▶ Exercise instructions:
Within the records below, filter for lines carrying the word "executor" and copy them.
Start of Information supplied
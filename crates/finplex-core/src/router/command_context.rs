use std::collections::BTreeMap;
use std::sync::Arc;

use serde::Serialize;

use crate::config::RouteDefaults;
use crate::executor::QueryExecutor;
use crate::provider_interface::ProviderInterface;
use crate::router::command_map::CommandMap;
use crate::secret::SecretMap;

/// Platform settings visible to handlers.
#[derive(Debug, Clone, Copy, PartialEq, Eq, Serialize)]
pub struct SystemSettings {
    pub debug_mode: bool,
    pub timeout_ms: u64,
}

impl Default for SystemSettings {
    fn default() -> Self {
        Self {
            debug_mode: false,
            timeout_ms: 10_000,
        }
    }
}

/// State handed to every command as `cc`.
#[derive(Debug, Clone)]
pub struct CommandContext {
    pub executor: QueryExecutor,
    pub interface: Arc<ProviderInterface>,
    pub credentials: SecretMap,
    /// Route path to its configured defaults.
    pub defaults: Arc<BTreeMap<String, RouteDefaults>>,
    pub settings: SystemSettings,
    /// Every registered command, once composition has finished.
    pub commands: Option<Arc<CommandMap>>,
}

impl CommandContext {
    pub fn new(executor: QueryExecutor, interface: Arc<ProviderInterface>) -> Self {
        Self {
            executor,
            interface,
            credentials: SecretMap::new(),
            defaults: Arc::new(BTreeMap::new()),
            settings: SystemSettings::default(),
            commands: None,
        }
    }

    pub fn with_credentials(mut self, credentials: SecretMap) -> Self {
        self.credentials = credentials;
        self
    }

    pub fn with_defaults(mut self, defaults: Arc<BTreeMap<String, RouteDefaults>>) -> Self {
        self.defaults = defaults;
        self
    }

    pub fn with_settings(mut self, settings: SystemSettings) -> Self {
        self.settings = settings;
        self
    }

    pub fn with_commands(mut self, commands: Arc<CommandMap>) -> Self {
        self.commands = Some(commands);
        self
    }

    /// Configured default provider for `path`, if any.
    pub fn default_provider(&self, path: &str) -> Option<&str> {
        self.defaults
            .get(path)
            .and_then(|defaults| defaults.provider.as_deref())
            .filter(|provider| !provider.trim().is_empty())
    }
}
End of Information supplied
▶ Your solution:
use crate::executor::QueryExecutor;
    pub executor: QueryExecutor,
    pub fn new(executor: QueryExecutor, interface: Arc<ProviderInterface>) -> Self {
            executor,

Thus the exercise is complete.